Data to examine >>
——————
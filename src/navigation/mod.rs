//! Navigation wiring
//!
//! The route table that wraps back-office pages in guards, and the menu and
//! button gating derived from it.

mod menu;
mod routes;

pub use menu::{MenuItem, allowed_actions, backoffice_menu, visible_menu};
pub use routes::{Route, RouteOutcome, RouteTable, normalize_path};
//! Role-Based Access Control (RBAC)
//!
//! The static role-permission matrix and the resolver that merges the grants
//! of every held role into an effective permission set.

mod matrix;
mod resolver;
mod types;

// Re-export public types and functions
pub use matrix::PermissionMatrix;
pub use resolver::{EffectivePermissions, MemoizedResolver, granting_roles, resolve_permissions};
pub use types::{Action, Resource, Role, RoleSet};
——————
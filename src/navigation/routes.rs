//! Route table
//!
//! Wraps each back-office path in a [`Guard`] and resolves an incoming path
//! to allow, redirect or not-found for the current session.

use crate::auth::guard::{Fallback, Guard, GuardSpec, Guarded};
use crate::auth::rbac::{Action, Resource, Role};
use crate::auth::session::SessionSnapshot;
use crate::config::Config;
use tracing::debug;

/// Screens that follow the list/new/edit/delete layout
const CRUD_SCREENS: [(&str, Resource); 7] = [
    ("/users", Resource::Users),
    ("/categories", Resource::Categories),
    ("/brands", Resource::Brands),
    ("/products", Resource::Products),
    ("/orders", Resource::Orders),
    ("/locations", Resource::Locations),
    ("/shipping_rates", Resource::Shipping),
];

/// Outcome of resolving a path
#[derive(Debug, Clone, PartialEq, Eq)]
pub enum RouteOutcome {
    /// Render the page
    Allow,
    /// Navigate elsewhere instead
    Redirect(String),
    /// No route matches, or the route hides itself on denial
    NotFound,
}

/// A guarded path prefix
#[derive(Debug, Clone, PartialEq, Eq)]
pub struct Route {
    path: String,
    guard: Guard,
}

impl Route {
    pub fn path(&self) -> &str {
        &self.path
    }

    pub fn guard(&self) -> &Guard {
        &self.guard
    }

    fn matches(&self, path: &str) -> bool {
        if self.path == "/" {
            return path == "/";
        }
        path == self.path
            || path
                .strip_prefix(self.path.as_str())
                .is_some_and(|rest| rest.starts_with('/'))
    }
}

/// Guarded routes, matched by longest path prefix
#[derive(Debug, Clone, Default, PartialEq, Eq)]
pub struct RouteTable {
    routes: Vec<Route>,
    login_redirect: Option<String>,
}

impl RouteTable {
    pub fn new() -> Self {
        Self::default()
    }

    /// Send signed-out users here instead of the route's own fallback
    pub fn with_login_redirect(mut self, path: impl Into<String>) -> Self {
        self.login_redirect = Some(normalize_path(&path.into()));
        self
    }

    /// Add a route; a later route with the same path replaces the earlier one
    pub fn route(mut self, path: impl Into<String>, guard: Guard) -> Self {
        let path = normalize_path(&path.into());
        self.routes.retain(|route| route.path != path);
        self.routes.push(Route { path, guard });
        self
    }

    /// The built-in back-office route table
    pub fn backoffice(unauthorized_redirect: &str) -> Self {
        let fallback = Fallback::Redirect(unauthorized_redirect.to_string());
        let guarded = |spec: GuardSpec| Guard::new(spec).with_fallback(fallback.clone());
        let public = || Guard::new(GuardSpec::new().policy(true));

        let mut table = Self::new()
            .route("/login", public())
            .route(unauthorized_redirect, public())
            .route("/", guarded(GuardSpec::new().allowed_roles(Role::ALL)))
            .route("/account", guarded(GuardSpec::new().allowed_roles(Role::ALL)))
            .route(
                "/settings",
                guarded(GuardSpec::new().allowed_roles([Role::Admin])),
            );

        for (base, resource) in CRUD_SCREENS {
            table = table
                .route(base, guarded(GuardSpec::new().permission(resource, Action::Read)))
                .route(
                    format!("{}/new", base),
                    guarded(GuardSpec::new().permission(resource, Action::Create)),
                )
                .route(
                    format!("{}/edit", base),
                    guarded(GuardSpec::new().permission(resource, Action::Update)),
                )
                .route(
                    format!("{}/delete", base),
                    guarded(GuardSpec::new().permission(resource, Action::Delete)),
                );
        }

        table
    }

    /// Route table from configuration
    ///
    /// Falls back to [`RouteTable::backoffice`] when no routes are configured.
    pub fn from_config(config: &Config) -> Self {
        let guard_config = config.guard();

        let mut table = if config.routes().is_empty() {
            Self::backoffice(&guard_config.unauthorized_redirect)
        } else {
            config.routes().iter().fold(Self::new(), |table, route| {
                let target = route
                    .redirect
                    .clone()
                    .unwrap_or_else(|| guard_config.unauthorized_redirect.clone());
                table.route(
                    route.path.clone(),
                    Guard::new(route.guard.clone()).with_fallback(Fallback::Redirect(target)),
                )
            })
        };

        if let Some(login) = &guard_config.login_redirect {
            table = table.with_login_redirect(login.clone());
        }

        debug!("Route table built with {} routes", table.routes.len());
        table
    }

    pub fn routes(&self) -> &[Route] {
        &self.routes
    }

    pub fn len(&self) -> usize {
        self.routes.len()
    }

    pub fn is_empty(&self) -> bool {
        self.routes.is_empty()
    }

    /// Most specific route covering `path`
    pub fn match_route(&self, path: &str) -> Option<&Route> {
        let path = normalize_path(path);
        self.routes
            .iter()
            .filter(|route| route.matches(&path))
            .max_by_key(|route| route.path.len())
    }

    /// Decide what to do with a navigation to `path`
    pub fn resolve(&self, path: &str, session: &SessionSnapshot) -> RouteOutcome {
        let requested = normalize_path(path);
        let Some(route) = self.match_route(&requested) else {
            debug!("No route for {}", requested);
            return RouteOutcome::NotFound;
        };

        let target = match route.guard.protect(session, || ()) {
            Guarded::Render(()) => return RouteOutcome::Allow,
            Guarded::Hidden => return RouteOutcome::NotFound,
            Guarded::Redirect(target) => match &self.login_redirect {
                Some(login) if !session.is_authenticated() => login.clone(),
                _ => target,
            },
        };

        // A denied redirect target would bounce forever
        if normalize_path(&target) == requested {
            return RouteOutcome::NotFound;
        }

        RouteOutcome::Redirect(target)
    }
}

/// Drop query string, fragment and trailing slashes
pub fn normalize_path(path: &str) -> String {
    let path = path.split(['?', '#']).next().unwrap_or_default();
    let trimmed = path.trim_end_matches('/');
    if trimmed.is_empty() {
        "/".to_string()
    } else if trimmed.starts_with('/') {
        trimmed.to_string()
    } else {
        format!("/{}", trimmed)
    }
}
——————
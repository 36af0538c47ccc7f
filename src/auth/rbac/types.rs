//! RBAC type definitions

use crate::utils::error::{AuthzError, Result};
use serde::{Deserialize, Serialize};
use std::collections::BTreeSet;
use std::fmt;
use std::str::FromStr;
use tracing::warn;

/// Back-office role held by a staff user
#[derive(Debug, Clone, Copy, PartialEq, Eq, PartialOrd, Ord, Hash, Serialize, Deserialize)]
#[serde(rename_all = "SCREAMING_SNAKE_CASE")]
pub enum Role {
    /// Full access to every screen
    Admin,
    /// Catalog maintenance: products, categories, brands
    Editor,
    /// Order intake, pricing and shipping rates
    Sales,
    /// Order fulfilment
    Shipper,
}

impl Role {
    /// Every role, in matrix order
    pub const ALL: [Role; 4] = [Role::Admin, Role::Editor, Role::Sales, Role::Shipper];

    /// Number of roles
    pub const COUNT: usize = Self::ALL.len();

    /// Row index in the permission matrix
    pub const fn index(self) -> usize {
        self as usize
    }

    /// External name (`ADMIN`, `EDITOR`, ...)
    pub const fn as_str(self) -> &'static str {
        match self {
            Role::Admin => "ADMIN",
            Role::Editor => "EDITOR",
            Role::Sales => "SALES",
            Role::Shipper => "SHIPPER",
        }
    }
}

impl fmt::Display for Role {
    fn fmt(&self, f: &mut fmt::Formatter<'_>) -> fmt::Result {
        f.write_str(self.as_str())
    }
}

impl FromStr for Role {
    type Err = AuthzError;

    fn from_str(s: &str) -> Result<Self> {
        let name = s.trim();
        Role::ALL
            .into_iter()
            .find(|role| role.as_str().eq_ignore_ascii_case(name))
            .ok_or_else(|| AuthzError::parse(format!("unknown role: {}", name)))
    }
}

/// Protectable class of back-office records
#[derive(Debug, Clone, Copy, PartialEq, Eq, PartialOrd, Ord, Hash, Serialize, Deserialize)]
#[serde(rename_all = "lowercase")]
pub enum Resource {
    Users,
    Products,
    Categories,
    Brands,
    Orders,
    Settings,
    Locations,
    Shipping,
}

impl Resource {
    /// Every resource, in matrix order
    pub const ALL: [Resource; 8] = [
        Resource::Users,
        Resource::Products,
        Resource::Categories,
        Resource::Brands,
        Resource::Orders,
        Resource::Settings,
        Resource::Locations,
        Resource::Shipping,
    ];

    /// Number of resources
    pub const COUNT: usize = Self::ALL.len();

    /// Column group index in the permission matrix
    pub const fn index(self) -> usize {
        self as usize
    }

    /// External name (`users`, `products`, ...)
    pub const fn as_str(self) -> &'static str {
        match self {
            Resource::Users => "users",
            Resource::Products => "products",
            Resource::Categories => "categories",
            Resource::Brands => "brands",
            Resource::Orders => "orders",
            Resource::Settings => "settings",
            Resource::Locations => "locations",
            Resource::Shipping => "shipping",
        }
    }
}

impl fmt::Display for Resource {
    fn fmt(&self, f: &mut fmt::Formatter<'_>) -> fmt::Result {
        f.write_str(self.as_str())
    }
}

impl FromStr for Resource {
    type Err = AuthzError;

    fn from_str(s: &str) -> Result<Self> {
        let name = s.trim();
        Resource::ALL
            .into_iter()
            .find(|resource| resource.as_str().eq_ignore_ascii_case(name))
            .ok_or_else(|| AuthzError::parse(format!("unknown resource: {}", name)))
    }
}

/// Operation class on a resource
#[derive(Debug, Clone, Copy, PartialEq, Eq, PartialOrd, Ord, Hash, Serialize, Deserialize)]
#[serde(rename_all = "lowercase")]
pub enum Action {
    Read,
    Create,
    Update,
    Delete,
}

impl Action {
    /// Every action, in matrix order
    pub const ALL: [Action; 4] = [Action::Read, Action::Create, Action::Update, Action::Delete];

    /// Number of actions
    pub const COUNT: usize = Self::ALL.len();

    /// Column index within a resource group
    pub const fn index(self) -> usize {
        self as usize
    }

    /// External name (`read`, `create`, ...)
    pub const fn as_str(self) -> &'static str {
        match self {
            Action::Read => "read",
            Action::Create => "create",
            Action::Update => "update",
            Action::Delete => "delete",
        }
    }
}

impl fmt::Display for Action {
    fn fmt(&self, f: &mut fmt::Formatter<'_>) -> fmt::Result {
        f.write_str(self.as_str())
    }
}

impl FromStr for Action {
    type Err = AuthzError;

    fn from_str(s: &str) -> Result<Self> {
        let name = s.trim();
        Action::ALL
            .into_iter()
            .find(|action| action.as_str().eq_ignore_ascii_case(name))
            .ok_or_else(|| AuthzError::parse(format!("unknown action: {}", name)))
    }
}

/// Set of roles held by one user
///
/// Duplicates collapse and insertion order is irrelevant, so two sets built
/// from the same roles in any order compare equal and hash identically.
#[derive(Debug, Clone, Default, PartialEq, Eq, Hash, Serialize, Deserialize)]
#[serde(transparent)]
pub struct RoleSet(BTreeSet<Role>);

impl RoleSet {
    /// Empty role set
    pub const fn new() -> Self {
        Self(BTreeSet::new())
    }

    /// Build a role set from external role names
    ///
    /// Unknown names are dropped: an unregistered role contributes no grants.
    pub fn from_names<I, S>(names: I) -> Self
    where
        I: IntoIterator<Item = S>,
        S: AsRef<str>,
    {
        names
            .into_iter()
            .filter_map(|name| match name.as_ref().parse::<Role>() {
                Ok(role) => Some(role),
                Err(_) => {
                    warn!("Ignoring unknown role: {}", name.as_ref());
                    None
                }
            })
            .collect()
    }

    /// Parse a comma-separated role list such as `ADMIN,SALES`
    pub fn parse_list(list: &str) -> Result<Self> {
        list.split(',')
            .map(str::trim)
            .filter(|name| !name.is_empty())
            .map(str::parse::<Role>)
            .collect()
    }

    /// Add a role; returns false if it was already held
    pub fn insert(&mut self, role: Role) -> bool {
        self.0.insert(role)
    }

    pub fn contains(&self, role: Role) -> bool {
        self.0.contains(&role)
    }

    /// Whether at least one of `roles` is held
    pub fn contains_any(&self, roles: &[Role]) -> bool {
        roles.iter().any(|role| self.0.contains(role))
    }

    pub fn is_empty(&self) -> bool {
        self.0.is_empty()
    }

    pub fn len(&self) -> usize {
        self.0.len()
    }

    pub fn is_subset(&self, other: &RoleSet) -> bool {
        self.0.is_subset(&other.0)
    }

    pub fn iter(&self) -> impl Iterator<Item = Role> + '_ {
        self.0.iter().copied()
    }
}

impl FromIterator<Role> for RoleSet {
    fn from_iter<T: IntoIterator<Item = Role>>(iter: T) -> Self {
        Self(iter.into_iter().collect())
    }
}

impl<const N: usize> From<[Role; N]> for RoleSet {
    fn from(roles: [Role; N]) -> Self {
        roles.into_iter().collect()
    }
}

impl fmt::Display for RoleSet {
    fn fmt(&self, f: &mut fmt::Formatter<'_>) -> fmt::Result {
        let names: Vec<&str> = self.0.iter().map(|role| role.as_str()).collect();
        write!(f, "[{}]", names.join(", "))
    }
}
——————
Copy every line in the records above that contains the word "RouteTable".

pub use routes::{Route, RouteOutcome, RouteTable, normalize_path};
pub struct RouteTable {
impl RouteTable {
    /// Falls back to [`RouteTable::backoffice`] when no routes are configured.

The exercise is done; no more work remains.